O advogado Guilherme de Mattos Fontes disse que Fernando de Sousa Oliveira passou a trabalhar no Ministério da Justiça em 2020, antes da gestão de Anderson Torres – condenado no Núcleo 1 da trama golpista. Também buscou destacar “falhas” de Torres que levaram aos atos de 8 de janeiro.
Fernando Oliveira exerceu o cargo de Diretor de Operações do Ministério da Justiça e depois o de Secretário-Executivo da Secretaria de Segurança Pública do DF em janeiro de 2023. Ele é acusado de assessorar integrantes da pasta nas ações golpistas, como na mudança de planejamento das blitzes da PRF no 2º turno em locais com maior percentual de votos para o então candidato Luiz Inácio Lula da Silva.

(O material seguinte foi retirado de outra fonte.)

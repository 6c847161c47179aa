//! CLI argument definitions.

use std::path::PathBuf;

use clap::Parser;

/// Printed when no target directory is given.
pub const USAGE: &str = "Usage: sitecloak <target-directory> [-o <output-dir>] [-n <count>] [-k <keywords-file>]";

/// Top-level CLI parser for `sitecloak`.
#[derive(Debug, Parser)]
#[command(
    name = "sitecloak",
    version,
    about = "Reorganize a static site into randomized copies and cloak keywords"
)]
pub struct Cli {
    /// Project directory to reorganize. It is copied, never modified.
    pub target: Option<PathBuf>,

    /// Directory for the copies and mapping snapshots [default: parent of target].
    #[arg(short = 'o', long = "output", value_name = "DIR")]
    pub output: Option<PathBuf>,

    /// Number of copies to produce (1-10; invalid values mean 1).
    #[arg(short = 'n', long = "copies", value_name = "COUNT", allow_hyphen_values = true)]
    pub copies: Option<String>,

    /// Keyword list, one keyword per line.
    #[arg(short = 'k', long = "keywords", value_name = "FILE")]
    pub keywords: Option<PathBuf>,

    /// YAML config file.
    #[arg(short = 'c', long = "config", value_name = "FILE")]
    pub config: Option<PathBuf>,

    /// Seed for reproducible layouts and names.
    #[arg(long, value_name = "SEED")]
    pub seed: Option<u64>,

    /// Rename DOM ids in HTML, CSS and scripts.
    #[arg(long)]
    pub rename_ids: bool,

    /// Rename top-level script globals.
    #[arg(long)]
    pub rename_globals: bool,

    /// Log at debug level (overridden by `RUST_LOG`).
    #[arg(short, long)]
    pub verbose: bool,
}

#[cfg(test)]
mod tests {
    use super::Cli;
    use clap::Parser;

    #[test]
    fn parses_full_command_line() {
        let cli = Cli::parse_from([
            "sitecloak", "site", "-o", "out", "-n", "3", "-k", "key.txt", "--seed", "7", "--rename-ids", "-v",
        ]);
        assert_eq!(cli.target.unwrap().to_str(), Some("site"));
        assert_eq!(cli.output.unwrap().to_str(), Some("out"));
        assert_eq!(cli.copies.as_deref(), Some("3"));
        assert_eq!(cli.keywords.unwrap().to_str(), Some("key.txt"));
        assert_eq!(cli.seed, Some(7));
        assert!(cli.rename_ids);
        assert!(!cli.rename_globals);
        assert!(cli.verbose);
    }

    #[test]
    fn target_is_optional_for_usage_handling() {
        let cli = Cli::parse_from(["sitecloak"]);
        assert!(cli.target.is_none());
    }

    #[test]
    fn negative_copy_count_is_accepted_as_text() {
        let cli = Cli::parse_from(["sitecloak", "site", "-n", "-2"]);
        assert_eq!(cli.copies.as_deref(), Some("-2"));
    }
}
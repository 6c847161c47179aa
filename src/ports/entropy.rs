//! Randomness port.
//!
//! Every random decision in the pipeline (synthetic directory names, shuffles,
//! renamed files, cloaking strategies, markers) is drawn through this trait.
//! Swapping the adapter for a seeded one makes a whole run reproducible
//! without touching any pipeline code.

/// Source of uniformly distributed random choices.
pub trait Entropy: Send + Sync {
    /// Returns an index uniformly distributed in `0..upper`.
    ///
    /// Returns `0` when `upper` is `0`.
    fn below(&self, upper: usize) -> usize;

    /// Returns `true` with probability `p` (clamped to `0.0..=1.0`).
    fn chance(&self, p: f64) -> bool;
}
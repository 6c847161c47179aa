//! Keyword cloaking for HTML documents.
//!
//! Each configured keyword occurrence in document text is rewritten so the
//! page renders the same but the literal keyword no longer appears as one
//! contiguous run in the markup. See [`Strategy`] for the rewrites.

mod strategy;
mod tag;

use std::path::{Path, PathBuf};
use std::sync::OnceLock;

use regex::{Regex, RegexBuilder};
use tracing::{debug, info, warn};

use crate::context::ServiceContext;

pub use strategy::{decorative_attribute, Strategy, INVISIBLE_ENTITIES};
pub use tag::is_inside_tag;

/// A keyword and its case-insensitive matcher.
#[derive(Debug, Clone)]
pub struct Keyword {
    text: String,
    pattern: Regex,
}

impl Keyword {
    /// Compiles a literal keyword.
    ///
    /// # Errors
    ///
    /// Returns an error if the escaped literal is too large to compile.
    pub fn new(text: &str) -> Result<Self, String> {
        let pattern = RegexBuilder::new(&regex::escape(text))
            .case_insensitive(true)
            .build()
            .map_err(|e| format!("failed to compile keyword {text:?}: {e}"))?;
        Ok(Self { text: text.to_string(), pattern })
    }

    /// The keyword as configured.
    #[must_use]
    pub fn text(&self) -> &str {
        &self.text
    }
}

/// Keywords ordered longest first, so a short keyword never splits a longer one.
#[derive(Debug, Clone, Default)]
pub struct KeywordList {
    keywords: Vec<Keyword>,
}

impl KeywordList {
    /// Builds a list from raw lines; lines are trimmed and blanks dropped.
    #[must_use]
    pub fn from_lines<'a>(lines: impl IntoIterator<Item = &'a str>) -> Self {
        let mut keywords: Vec<Keyword> = Vec::new();
        for line in lines {
            let line = line.trim();
            if line.is_empty() || keywords.iter().any(|k| k.text == line) {
                continue;
            }
            match Keyword::new(line) {
                Ok(keyword) => keywords.push(keyword),
                Err(e) => warn!("{e}"),
            }
        }
        keywords.sort_by(|a, b| b.text.chars().count().cmp(&a.text.chars().count()));
        Self { keywords }
    }

    /// Reads a keyword file, one keyword per line.
    ///
    /// A missing or unreadable file is not an error: cloaking becomes a no-op.
    #[must_use]
    pub fn load(ctx: &ServiceContext, path: &Path) -> Self {
        if !ctx.fs.exists(path) {
            warn!(path = %path.display(), "keyword list not found; cloaking disabled");
            return Self::default();
        }
        match ctx.fs.read_to_string(path) {
            Ok(contents) => {
                let list = Self::from_lines(contents.lines());
                info!(path = %path.display(), keywords = list.len(), "keyword list loaded");
                list
            }
            Err(e) => {
                warn!(path = %path.display(), "failed to read keyword list: {e}");
                Self::default()
            }
        }
    }

    /// Number of keywords.
    #[must_use]
    pub fn len(&self) -> usize {
        self.keywords.len()
    }

    /// Whether there are no keywords.
    #[must_use]
    pub fn is_empty(&self) -> bool {
        self.keywords.is_empty()
    }

    /// Keywords in processing order.
    pub fn iter(&self) -> impl Iterator<Item = &Keyword> {
        self.keywords.iter()
    }
}

/// A byte range of the document that has been cloaked.
#[derive(Debug, Clone, PartialEq, Eq)]
pub struct MatchSpan {
    /// Start offset in bytes.
    pub offset: usize,
    /// Length in bytes.
    pub length: usize,
    /// The keyword that produced the span.
    pub keyword: String,
}

impl MatchSpan {
    /// Whether the two byte ranges share at least one byte.
    #[must_use]
    pub fn overlaps(&self, other: &MatchSpan) -> bool {
        self.offset < other.offset + other.length && other.offset < self.offset + self.length
    }
}

/// Result of cloaking one document.
#[derive(Debug, Clone, PartialEq, Eq)]
pub struct Cloaked {
    /// The rewritten document.
    pub text: String,
    /// Occurrences cloaked.
    pub count: usize,
}

/// Cloaks keywords in HTML. One instance per output copy; the keyword list
/// is read on first use and reused for every document of that copy.
#[derive(Debug, Default)]
pub struct KeywordCloaker {
    source: Option<PathBuf>,
    list: OnceLock<KeywordList>,
}

impl KeywordCloaker {
    /// A cloaker that loads its keywords from `source` on first use.
    #[must_use]
    pub fn from_file(source: Option<PathBuf>) -> Self {
        Self { source, list: OnceLock::new() }
    }

    /// A cloaker with an already-built list.
    #[must_use]
    pub fn with_keywords(list: KeywordList) -> Self {
        Self { source: None, list: OnceLock::from(list) }
    }

    /// The keyword list, loading it if needed.
    pub fn keywords(&self, ctx: &ServiceContext) -> &KeywordList {
        self.list.get_or_init(|| match &self.source {
            Some(path) => KeywordList::load(ctx, path),
            None => KeywordList::default(),
        })
    }

    /// Cloaks every eligible keyword occurrence in `html`.
    pub fn cloak(&self, ctx: &ServiceContext, html: &str) -> Cloaked {
        let keywords = self.keywords(ctx);
        let mut text = html.to_string();
        let mut cloaked: Vec<MatchSpan> = Vec::new();

        for keyword in keywords.iter() {
            let found: Vec<(usize, usize)> =
                keyword.pattern.find_iter(&text).map(|m| (m.start(), m.end())).collect();

            // Back to front, so earlier offsets of this keyword stay valid.
            for (start, end) in found.into_iter().rev() {
                let candidate =
                    MatchSpan { offset: start, length: end - start, keyword: keyword.text.clone() };
                if cloaked.iter().any(|span| span.overlaps(&candidate)) {
                    continue;
                }
                if is_inside_tag(&text, start, end - start) {
                    continue;
                }

                let strategy = Strategy::choose(ctx.entropy.as_ref());
                let replacement = strategy.apply(ctx.entropy.as_ref(), &text[start..end]);
                for span in &mut cloaked {
                    if span.offset >= end {
                        span.offset = span.offset - (end - start) + replacement.len();
                    }
                }
                text.replace_range(start..end, &replacement);
                debug!(keyword = %keyword.text, ?strategy, offset = start, "keyword cloaked");
                cloaked.push(MatchSpan { offset: start, length: replacement.len(), ..candidate });
            }
        }

        Cloaked { text, count: cloaked.len() }
    }
}

/// Strips tags and zero-width entities, leaving what a reader sees.
#[cfg(test)]
pub(crate) fn visible(html: &str) -> String {
    let mut text = String::new();
    let mut in_tag = false;
    for c in html.chars() {
        match c {
            '<' => in_tag = true,
            '>' => in_tag = false,
            _ if !in_tag => text.push(c),
            _ => {}
        }
    }
    for entity in INVISIBLE_ENTITIES {
        text = text.replace(entity, "");
    }
    text
}
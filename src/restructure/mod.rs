//! Project reorganization: scan the tree, plan a randomized layout, move files.
//!
//! ```text
//! scan ──> Inventory ──> layout::generate ──> LayoutPlan ──> migrate ──> MappingLedger
//! ```
//!
//! Paths handed between the stages are root-relative strings using `/`
//! separators, so the ledger reads the same on every platform.

pub mod layout;
pub mod migrator;
pub mod scanner;

use std::path::{Path, PathBuf};

use tracing::info;

use crate::context::ServiceContext;
use crate::ledger::MappingLedger;

pub use layout::LayoutPlan;
pub use migrator::MigrationReport;
pub use scanner::scan;

/// Directories never descended into or relocated.
pub const PRESERVED_DIRECTORIES: &[&str] = &[
    "node_modules",
    ".git",
    ".vscode",
    ".idea",
    "dist",
    "build",
    "coverage",
    "test",
    "tests",
    ".svn",
    ".hg",
    "vendor",
    "packages",
];

/// Package and metadata files left out of the inventory entirely.
pub const PRESERVED_FILES: &[&str] = &[
    "package.json",
    "package-lock.json",
    "yarn.lock",
    "pnpm-lock.yaml",
    ".gitignore",
    ".gitattributes",
    "README.md",
    "LICENSE",
    "CHANGELOG.md",
    "tsconfig.json",
    "webpack.config.js",
    "vite.config.js",
    "rollup.config.js",
];

/// Base names (case-insensitive, extension ignored) that keep their location.
pub const RESERVED_BASE_NAMES: &[&str] = &["index", "main", "app", "config"];

/// Whether an inventory entry is a file or a directory.
#[derive(Debug, Clone, Copy, PartialEq, Eq)]
pub enum EntryKind {
    /// Regular file.
    File,
    /// Directory.
    Directory,
}

/// A file or directory discovered by the scanner.
#[derive(Debug, Clone, PartialEq, Eq)]
pub struct InventoryEntry {
    /// Entry name without any directory part.
    pub name: String,
    /// Path relative to the scanned root, `/`-separated.
    pub relative_path: String,
    /// Absolute path on disk at scan time.
    pub absolute_path: PathBuf,
    /// File or directory.
    pub kind: EntryKind,
    /// Relative path of the parent directory (`""` for the root).
    pub containing_dir: String,
}

/// Everything the scanner found, split by kind.
#[derive(Debug, Clone, Default)]
pub struct Inventory {
    /// Directories, depth-first order.
    pub directories: Vec<InventoryEntry>,
    /// Files, depth-first order.
    pub files: Vec<InventoryEntry>,
}

/// Outcome of one reorganization pass.
#[derive(Debug, Clone)]
pub struct ReorganizeReport {
    /// Number of directories inventoried.
    pub directories_scanned: usize,
    /// Number of files inventoried.
    pub files_scanned: usize,
    /// The plan that was executed.
    pub plan: LayoutPlan,
    /// What the migrator actually did.
    pub migration: MigrationReport,
}

/// Scans `root`, plans a random layout and migrates files into it.
///
/// # Errors
///
/// Returns an error if the scan fails; migration problems are reported per
/// file in the returned report instead.
pub fn reorganize(
    ctx: &ServiceContext,
    root: &Path,
    ledger: &mut MappingLedger,
) -> Result<ReorganizeReport, String> {
    let inventory = scan(ctx, root)?;
    info!(
        directories = inventory.directories.len(),
        files = inventory.files.len(),
        "project scanned"
    );

    let plan = layout::generate(ctx.entropy.as_ref(), &inventory);
    info!(
        synthetic = plan.new_directories.len(),
        relocating = plan.file_assignment.len(),
        preserved = plan.preserved.len(),
        "layout planned"
    );

    let migration = migrator::migrate(ctx, root, &plan, ledger);
    info!(
        moved = migration.moved,
        conflicts = migration.conflicts.len(),
        failed = migration.failed,
        pruned = migration.pruned_dirs,
        "files migrated"
    );

    Ok(ReorganizeReport {
        directories_scanned: inventory.directories.len(),
        files_scanned: inventory.files.len(),
        plan,
        migration,
    })
}

/// Returns `true` if `name` is a preserved directory name.
#[must_use]
pub fn is_preserved_dir(name: &str) -> bool {
    PRESERVED_DIRECTORIES.contains(&name)
}

/// Returns `true` if the file's base name (without extension) is reserved.
#[must_use]
pub fn is_reserved_base_name(file_name: &str) -> bool {
    let (stem, _) = split_extension(file_name);
    RESERVED_BASE_NAMES.iter().any(|reserved| stem.eq_ignore_ascii_case(reserved))
}

/// Splits `name` into stem and extension (extension keeps its dot).
///
/// A leading dot is part of the stem, so `.env` has no extension.
#[must_use]
pub fn split_extension(name: &str) -> (&str, &str) {
    match name.rfind('.') {
        Some(idx) if idx > 0 => name.split_at(idx),
        _ => (name, ""),
    }
}

/// Joins a relative directory and a name with `/`.
#[must_use]
pub fn join_relative(dir: &str, name: &str) -> String {
    if dir.is_empty() {
        name.to_string()
    } else {
        format!("{dir}/{name}")
    }
}

/// Resolves a `/`-separated relative path against `root`.
#[must_use]
pub fn resolve(root: &Path, relative: &str) -> PathBuf {
    relative.split('/').filter(|s| !s.is_empty()).fold(root.to_path_buf(), |p, s| p.join(s))
}

#[cfg(test)]
mod tests {
    use super::*;
    use tempfile::TempDir;

    use crate::ledger::Category;

    #[test]
    fn reserved_base_names_ignore_case_and_extension() {
        assert!(is_reserved_base_name("index.html"));
        assert!(is_reserved_base_name("Main.JS"));
        assert!(is_reserved_base_name("config"));
        assert!(!is_reserved_base_name("indexer.js"));
        assert!(!is_reserved_base_name("logo.png"));
    }

    #[test]
    fn split_extension_handles_dotfiles() {
        assert_eq!(split_extension("logo.png"), ("logo", ".png"));
        assert_eq!(split_extension("archive.tar.gz"), ("archive.tar", ".gz"));
        assert_eq!(split_extension(".env"), (".env", ""));
        assert_eq!(split_extension("Makefile"), ("Makefile", ""));
    }

    #[test]
    fn resolve_splits_on_forward_slash() {
        let root = Path::new("/site");
        assert_eq!(resolve(root, "a/b/c.txt"), Path::new("/site").join("a").join("b").join("c.txt"));
        assert_eq!(resolve(root, ""), Path::new("/site"));
    }

    #[test]
    fn reorganize_moves_every_eligible_file_once() {
        let temp_dir = TempDir::new().unwrap();
        let root = temp_dir.path();
        for (path, body) in [
            ("index.html", "<img src=\"images/logo.png\">"),
            ("images/logo.png", "png"),
            ("css/site.css", "body{}"),
            ("js/widgets/menu.js", "menu()"),
            ("docs/guide.txt", "guide"),
            ("js/main.js", "main()"),
            ("package.json", "{}"),
        ] {
            let full = resolve(root, path);
            std::fs::create_dir_all(full.parent().unwrap()).unwrap();
            std::fs::write(full, body).unwrap();
        }

        let ctx = ServiceContext::seeded(21);
        let mut ledger = MappingLedger::new();
        let report = reorganize(&ctx, root, &mut ledger).unwrap();

        assert_eq!(report.files_scanned, 6);
        assert_eq!(report.migration.moved, 4);
        let files = ledger.entries(Category::Files);
        for original in ["images/logo.png", "css/site.css", "js/widgets/menu.js", "docs/guide.txt"] {
            let moved_to = files.get(original).unwrap();
            assert!(resolve(root, moved_to).is_file(), "{moved_to} should exist");
            assert!(!resolve(root, original).exists(), "{original} should be gone");
        }
        assert_eq!(files.get("docs/guide.txt").unwrap().rsplit('/').next(), Some("guide.txt"));

        // Reserved names and the root entry document stay put.
        assert!(root.join("index.html").is_file());
        assert!(resolve(root, "js/main.js").is_file());
        assert!(root.join("package.json").is_file());
        assert!(!files.contains_key("index.html"));
        assert!(!files.contains_key("js/main.js"));

        // Emptied originals are pruned, directories holding preserved files are not.
        assert!(!root.join("images").exists());
        assert!(!root.join("css").exists());
        assert!(root.join("js").is_dir());
        assert!(!resolve(root, "js/widgets").exists());
    }
}
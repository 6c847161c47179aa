//! Port traits defining external boundaries.
//!
//! Each trait represents a boundary between the reorganization pipeline and
//! something it does not own: wall-clock time, the filesystem, the source of
//! randomness, and the two content collaborators (script obfuscator and style
//! minifier). Implementations live in `src/adapters/`.

pub mod clock;
pub mod entropy;
pub mod filesystem;
pub mod script;
pub mod style;

pub use clock::Clock;
pub use entropy::Entropy;
pub use filesystem::{DirEntry, FileSystem};
pub use script::{ScriptObfuscator, ScriptOptions};
pub use style::StyleMinifier;

/// Boxed error returned by every port method.
pub type PortError = Box<dyn std::error::Error + Send + Sync>;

Também é acusado de ter sido omisso com a segurança nos atos de 8 de janeiro.
O defensor afastou vínculos de Oliveira com o então diretor-geral da Polícia Rodoviária Federal (PRF) e afirmou que ele não teria “qualquer ascendência hierárquica” sobre a corporação.
Conforme o advogado, as mensagens trocadas por Oliveira com outras pessoas, obtidas pela investigação, “não demonstram qualquer participação ativa em qualquer plano de uso da PRF fora dos parâmetros legais”. A defesa também citou que Oliveira recusou três pedidos de verba suplementar para a corporação. “Se estivesse alinhado, não teria se oposto à liberação de verba naquele momento”.
“Sem vínculo”
Pela defesa de Marília Alencar, o advogado Eugênio Aragão disse que não há provas de que os documentos de inteligência que a ré produziu tivessem sido remetidos para o diretor da Polícia Rodoviária Federal (PRF), Silvinei Vasques. Diretora de inteligência da Secretaria de Operações Integradas do Ministério da Justiça, Alencar é acusada de ter elaborado boletins que teriam sido usados para as blitzes nas estradas para barrar eleitores de Lula.
Conforme Aragão, não existia vínculo entre Alencar e Silvinei e nem uma relação de proximidade dela com o então ministro da Justiça, Anderson Torres. “É normal que o ministro a requisite [para reuniões]. É uma relação hierárquica e funcional”.
“Marília era um quadro de assessoramento informativo, não era operacional. Ela não tinha poder nem sobre Silvinei Vasques nem sobre o diretor da PF para dizer o que fazer. Ela fazia análise de risco”, afirmou o advogado.
Defesa de Fernandes
Já o advogado Marcus Vinicius, que falou pela defesa do general Mário Fernandes, afirmou que o militar não participou de nenhuma organização armada e nem integrou o núcleo de monitoramento de autoridades.
Fernandes é acusado da autoria do plano “Punhal Verde e Amarelo”, que previa a morte de autoridades, como o presidente eleito Luiz Inácio Lula da Silva; o vice, Geraldo Alckmin; e o ministro Alexandre de Moraes. Em depoimento no STF, o militar disse que escreveu o plano, mas era um “pensamento digitalizado” e que não compartilhou com ninguém.
Segundo a defesa, a minuta deste documento “não apresenta em nenhuma linha” o nome de Moraes. “A minuta não foi compartilhada com ninguém. E o colaborador Mauro Cid atesta jamais ter tido conhecimento ou contato com a minuta do Punhal Verde e Amarelo, exceto em dezembro de 2024”, afirmou.
O advogado também afirmou que “nunca houve encontro” de Fernandes com Mauro Cid e com Rafael Martins, um dos kids pretos condenados em outro núcleo do caso.
A PGR pede a condenação dos réus pelos crimes de tentativa de abolição violenta do Estado Democrático de Direito, tentativa de golpe de Estado, organização criminosa armada, dano qualificado por violência e grave ameaça contra o patrimônio da União, além de deterioração de bem tombado.